Un reptil preñado que daba a luz como los mamíferos hace 245 millones de años


El Mundo

  • Pensaban que estos animales se reproducían poniendo huevos
  • Hallan en China un embrión en el abdomen de un reptil marino
  • El primer reptil marino anfibio
Reconstrucción de 'Dinocephalosaurus' cazando y del embrión en su abdomen DINGHUA YANG/JUN LIU

Reconstrucción de ‘Dinocephalosaurus’ cazando y del embrión en su abdomen DINGHUA YANG/JUN LIU

El reptil marino Dinocephalosaurus vivió hace unos 245 millones de años en el territorio que hoy es China. Pariente lejano de los cocodrilos y aves actuales, tenía un larguísimo cuello y se alimentaba básicamente de peces. Los científicos pensaban que estos animales se reproducían poniendo huevos. Por eso, cuando examinaron por primera vez un fósil hallado en el sur del gigante asiático y vieron que tenía otro animal en su interior, creyeron que quizás se trataba de su última comida.

Sin embargo, ese animal que encontraron en su abdomen es, en realidad, un embrión porque, para su sorpresa, el reptil estaba preñado. El análisis detallado de este individuo, realizado por un equipo internacional de China, EEUU, Reino Unido y Australia, se publica esta semana Nature Communications.

Los investigadores, liderados por el chino Jun Liu, de la Universidad de Tecnología de Hefei, están seguros de que se trata de un embrión porque no hay duda de que el reptil que hay en su abdomen es de la misma especie que la madre. El tamaño del embrión es de un 12% del de la madre.

El fósil fue descubierto en 2008 en el yacimiento de Luoping, en la provincia de Yunnan, donde se han encontrado miles de fósiles excepcionalmente preservados. Pertenece a un tipo de animales denominados arcosauromorfos (Archosauromorpha) que surgieron hace unos 260 millones de años. El fósil de Dinocephalosaurus pertenece al mismo grupo que los dinosaurios, las aves y los cocodrilos, y los científicos creían que estos animales se reproducían exclusivamente poniendo huevos, pues hasta ahora no habían encontrado ningún fósil que indicara que podían dar a luz a sus crías.

El hallazgo de este fósil sirve, además, para llenar un importante hueco de 70 millones de años en la historia evolutiva de los arcosauromorfos en lo que concierne a su forma de reproducirse. Y es que, aunque se originaron hace 260 millones de años -a finales del periodo Pérmico-, las primeras pruebas que dan pistas sobre su sistema reproductivo son del Jurásico inferior. Se trata de embriones de dinosaurios asociados con huevos calcificados encontradas en China y Sudáfrica.
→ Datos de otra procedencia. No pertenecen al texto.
//! Durable storage for playlists, playlist membership and downloaded tracks.
//!
//! All writes are upserts keyed the way the tables are keyed, so repeating a
//! write never duplicates a row. Every committed write announces the tables
//! it touched so open `LiveQuery` subscriptions re-emit their snapshot.

use std::collections::HashSet;
use std::path::Path;
use std::sync::{Arc, Mutex, MutexGuard};
use std::time::{SystemTime, UNIX_EPOCH};

use log::{debug, info};
use rusqlite::{params, Connection, OptionalExtension, Row};
use tokio::sync::broadcast;

use crate::error::StoreError;
use crate::live_query::{LiveQuery, Table};
use crate::song::Song;

const CHANGE_CHANNEL_CAPACITY: usize = 256;

#[derive(Debug, Clone, PartialEq, Eq)]
pub struct Playlist {
    pub id: i64,
    pub name: String,
    /// Unix time in milliseconds.
    pub created_at: i64,
}

/// One song inside one playlist, with the song's metadata denormalized.
#[derive(Debug, Clone, PartialEq, Eq)]
pub struct PlaylistMember {
    pub playlist_id: i64,
    pub song_id: i64,
    pub title: String,
    pub artist: String,
    pub duration_ms: u64,
    pub playable_location: String,
    pub album_art_location: Option<String>,
    pub is_local: bool,
    pub remote_track_id: Option<i64>,
    pub album_name: Option<String>,
    /// Unix time in milliseconds.
    pub added_at: i64,
}

impl PlaylistMember {
    pub fn from_song(playlist_id: i64, song: &Song) -> Self {
        Self {
            playlist_id,
            song_id: song.id,
            title: song.title.clone(),
            artist: song.artist.clone(),
            duration_ms: song.duration_ms,
            playable_location: song.playable_location.clone(),
            album_art_location: song.album_art_location.clone(),
            is_local: song.is_local,
            remote_track_id: song.remote_track_id,
            album_name: song.album_name.clone(),
            added_at: unix_time_ms(),
        }
    }
}

/// A remote track cached on local storage.
#[derive(Debug, Clone, PartialEq, Eq)]
pub struct DownloadedTrack {
    pub remote_track_id: i64,
    pub title: String,
    pub artist: String,
    pub album_name: Option<String>,
    pub album_art_location: Option<String>,
    pub local_file_path: String,
    pub duration_ms: u64,
    /// Unix time in milliseconds.
    pub downloaded_at: i64,
}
Evolución de los sistemas reproductivos

“Hasta nuestro descubrimiento no había información sobre cómo se reproducían los arcosauromorfos antes del periodo Jurásico”, señala Jun Liu, que considera que su hallazgo reescribe lo que se sabía hasta ahora sobre la evolución de los sistemas reproductivos.

Dinocephalosaurus era por tanto, un animal vivíparo. El embrión se desarrollaba dentro del vientre de la hembra tras la fecundación. Este proceso se conoce bien en los mamíferos, donde la madre tiene una placenta que sirve para nutrir al feto mientras se desarrolla. Algunas especies de serpientes o de lagartos dan a luz a sus crías, bien porque generan placentas que dan soporte vital a los fetos hasta que nacen o porque los huevos crecen en el interior del cuerpo de la madre y eclosionan poco antes del parto.

Los investigadores han descubierto además que en estos animales el sexo se determinaba por la genética (al igual que ocurre con los mamíferos y las aves) y no por la temperatura ambiental durante la incubación, como sucede con algunos reptiles actuales, como los cocodrilos, las tortugas o algunas especies de lagartos que carecen de cromosomas sexuales.

Los autores creen también que la combinación del parto y de la determinación del sexo por la genética fue necesaria para que animales como Dinocephalosaurus pudieran ser acuáticos.